Materials provided:

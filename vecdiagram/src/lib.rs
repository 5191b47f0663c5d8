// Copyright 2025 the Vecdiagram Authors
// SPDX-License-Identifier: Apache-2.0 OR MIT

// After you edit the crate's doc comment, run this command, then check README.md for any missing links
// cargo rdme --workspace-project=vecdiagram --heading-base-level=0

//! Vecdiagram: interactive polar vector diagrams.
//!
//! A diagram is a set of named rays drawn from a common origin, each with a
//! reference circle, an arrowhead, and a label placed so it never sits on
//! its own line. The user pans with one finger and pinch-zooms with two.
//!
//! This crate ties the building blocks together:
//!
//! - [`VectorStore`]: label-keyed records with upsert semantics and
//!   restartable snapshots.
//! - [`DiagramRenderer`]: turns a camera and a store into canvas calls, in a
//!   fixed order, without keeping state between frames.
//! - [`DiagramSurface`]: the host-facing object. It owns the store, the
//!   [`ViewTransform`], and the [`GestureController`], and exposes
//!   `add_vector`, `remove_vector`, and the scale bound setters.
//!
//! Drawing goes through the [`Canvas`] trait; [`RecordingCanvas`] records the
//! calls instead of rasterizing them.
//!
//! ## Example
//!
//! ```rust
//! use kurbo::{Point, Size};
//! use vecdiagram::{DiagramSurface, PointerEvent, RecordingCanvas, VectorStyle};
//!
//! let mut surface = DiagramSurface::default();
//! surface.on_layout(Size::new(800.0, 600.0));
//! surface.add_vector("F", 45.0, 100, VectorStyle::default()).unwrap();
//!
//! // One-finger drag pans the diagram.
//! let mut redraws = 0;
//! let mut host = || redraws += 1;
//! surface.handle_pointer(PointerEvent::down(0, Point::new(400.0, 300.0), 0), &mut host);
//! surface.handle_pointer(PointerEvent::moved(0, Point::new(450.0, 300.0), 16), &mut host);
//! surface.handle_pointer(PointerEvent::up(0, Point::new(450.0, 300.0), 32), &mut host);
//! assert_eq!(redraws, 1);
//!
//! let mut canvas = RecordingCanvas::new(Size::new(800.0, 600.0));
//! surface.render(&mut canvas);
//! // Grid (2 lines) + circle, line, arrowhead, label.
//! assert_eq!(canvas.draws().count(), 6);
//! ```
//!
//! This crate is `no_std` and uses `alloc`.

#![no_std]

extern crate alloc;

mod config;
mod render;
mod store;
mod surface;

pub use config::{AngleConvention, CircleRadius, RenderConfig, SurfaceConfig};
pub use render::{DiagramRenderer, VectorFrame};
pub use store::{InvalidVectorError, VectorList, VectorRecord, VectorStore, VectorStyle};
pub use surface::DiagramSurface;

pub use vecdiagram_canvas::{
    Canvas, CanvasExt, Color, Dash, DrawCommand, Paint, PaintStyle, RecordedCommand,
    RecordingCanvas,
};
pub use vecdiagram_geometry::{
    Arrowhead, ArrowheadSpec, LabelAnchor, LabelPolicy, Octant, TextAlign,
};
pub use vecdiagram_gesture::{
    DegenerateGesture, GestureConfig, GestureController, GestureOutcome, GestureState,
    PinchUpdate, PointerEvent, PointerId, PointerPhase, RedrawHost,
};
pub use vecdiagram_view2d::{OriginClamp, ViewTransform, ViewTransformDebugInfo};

...

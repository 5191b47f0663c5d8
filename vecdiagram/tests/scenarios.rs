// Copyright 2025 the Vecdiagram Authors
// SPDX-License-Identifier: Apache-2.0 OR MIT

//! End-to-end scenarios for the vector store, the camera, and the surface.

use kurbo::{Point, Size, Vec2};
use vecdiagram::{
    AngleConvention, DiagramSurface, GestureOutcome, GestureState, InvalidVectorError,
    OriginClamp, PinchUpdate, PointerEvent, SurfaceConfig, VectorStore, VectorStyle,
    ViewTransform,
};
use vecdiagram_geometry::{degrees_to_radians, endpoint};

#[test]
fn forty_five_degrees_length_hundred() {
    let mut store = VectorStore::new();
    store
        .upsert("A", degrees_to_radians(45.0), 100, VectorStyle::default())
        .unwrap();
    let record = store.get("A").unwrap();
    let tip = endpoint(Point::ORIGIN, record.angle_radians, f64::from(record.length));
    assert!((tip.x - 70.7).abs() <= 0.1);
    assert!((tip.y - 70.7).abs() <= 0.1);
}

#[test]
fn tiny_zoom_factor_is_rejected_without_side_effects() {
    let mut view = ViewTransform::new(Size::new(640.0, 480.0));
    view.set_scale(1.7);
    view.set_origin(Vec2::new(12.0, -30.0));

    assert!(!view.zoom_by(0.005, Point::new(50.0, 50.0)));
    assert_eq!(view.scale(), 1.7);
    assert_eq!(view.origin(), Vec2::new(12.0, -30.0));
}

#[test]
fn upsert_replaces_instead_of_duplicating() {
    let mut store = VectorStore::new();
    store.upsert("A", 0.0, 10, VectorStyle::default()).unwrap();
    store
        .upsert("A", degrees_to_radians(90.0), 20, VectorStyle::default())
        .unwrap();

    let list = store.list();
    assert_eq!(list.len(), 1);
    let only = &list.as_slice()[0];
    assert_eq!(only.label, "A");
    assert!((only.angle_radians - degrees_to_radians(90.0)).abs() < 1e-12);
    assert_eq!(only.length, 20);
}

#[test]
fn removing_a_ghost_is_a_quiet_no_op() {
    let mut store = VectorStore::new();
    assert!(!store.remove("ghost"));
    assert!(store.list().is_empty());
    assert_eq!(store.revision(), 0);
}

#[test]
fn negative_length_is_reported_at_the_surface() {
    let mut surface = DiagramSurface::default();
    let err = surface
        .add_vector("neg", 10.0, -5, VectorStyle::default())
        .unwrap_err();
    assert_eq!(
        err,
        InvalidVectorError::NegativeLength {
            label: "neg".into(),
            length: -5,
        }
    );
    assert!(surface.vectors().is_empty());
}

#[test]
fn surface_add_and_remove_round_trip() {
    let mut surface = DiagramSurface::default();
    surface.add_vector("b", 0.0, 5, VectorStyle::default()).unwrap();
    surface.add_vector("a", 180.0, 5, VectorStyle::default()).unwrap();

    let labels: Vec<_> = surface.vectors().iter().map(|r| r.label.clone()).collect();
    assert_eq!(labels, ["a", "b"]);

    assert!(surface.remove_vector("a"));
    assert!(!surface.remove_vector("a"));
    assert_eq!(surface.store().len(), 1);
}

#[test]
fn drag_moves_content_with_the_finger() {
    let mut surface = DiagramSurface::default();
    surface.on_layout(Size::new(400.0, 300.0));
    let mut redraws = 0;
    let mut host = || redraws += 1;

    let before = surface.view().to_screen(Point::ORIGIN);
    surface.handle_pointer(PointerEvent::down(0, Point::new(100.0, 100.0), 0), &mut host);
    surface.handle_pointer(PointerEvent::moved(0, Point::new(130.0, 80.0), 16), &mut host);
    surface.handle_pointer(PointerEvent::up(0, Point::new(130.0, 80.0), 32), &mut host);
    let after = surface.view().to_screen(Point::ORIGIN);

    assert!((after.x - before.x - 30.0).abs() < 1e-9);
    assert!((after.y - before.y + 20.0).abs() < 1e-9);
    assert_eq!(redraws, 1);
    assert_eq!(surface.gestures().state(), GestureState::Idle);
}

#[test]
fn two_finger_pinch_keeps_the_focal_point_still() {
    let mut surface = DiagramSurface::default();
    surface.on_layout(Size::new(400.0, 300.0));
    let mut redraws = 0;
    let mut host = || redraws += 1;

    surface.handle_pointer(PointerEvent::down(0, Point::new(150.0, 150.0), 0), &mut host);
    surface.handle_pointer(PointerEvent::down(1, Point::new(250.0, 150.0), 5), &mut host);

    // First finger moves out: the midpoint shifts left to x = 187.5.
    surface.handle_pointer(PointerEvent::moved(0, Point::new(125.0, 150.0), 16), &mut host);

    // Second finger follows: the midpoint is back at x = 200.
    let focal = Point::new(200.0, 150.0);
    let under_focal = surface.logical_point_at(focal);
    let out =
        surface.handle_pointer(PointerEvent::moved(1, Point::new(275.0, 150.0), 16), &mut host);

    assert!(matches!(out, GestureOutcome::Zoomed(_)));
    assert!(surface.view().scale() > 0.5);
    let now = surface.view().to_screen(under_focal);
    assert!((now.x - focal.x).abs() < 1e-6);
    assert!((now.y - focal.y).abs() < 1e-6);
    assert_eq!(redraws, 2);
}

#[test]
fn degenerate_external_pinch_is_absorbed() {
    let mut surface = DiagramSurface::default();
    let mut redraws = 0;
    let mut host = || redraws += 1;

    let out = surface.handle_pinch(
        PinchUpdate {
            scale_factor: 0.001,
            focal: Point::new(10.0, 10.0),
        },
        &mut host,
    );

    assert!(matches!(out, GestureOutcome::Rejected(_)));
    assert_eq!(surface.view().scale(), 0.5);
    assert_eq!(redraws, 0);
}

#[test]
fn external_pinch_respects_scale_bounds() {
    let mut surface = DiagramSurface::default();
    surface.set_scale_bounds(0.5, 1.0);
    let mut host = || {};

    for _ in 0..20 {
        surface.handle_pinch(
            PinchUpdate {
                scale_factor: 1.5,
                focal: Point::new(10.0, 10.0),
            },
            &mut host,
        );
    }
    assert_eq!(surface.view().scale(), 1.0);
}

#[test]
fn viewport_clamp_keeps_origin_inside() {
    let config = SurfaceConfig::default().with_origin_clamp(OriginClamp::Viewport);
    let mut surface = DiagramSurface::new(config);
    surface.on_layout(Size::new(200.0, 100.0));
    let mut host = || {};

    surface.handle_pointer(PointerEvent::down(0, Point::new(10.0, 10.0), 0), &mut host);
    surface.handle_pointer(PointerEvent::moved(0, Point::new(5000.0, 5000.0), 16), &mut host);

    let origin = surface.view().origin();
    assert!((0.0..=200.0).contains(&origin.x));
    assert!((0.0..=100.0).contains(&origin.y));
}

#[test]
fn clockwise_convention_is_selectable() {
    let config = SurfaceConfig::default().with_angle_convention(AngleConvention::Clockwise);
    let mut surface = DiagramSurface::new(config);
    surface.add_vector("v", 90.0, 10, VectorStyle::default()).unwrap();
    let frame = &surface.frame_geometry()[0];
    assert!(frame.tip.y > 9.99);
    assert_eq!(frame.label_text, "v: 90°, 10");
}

Task:
Give the count of lines that hold the word "into" in the listing above, with no other text.

Solved problem:
2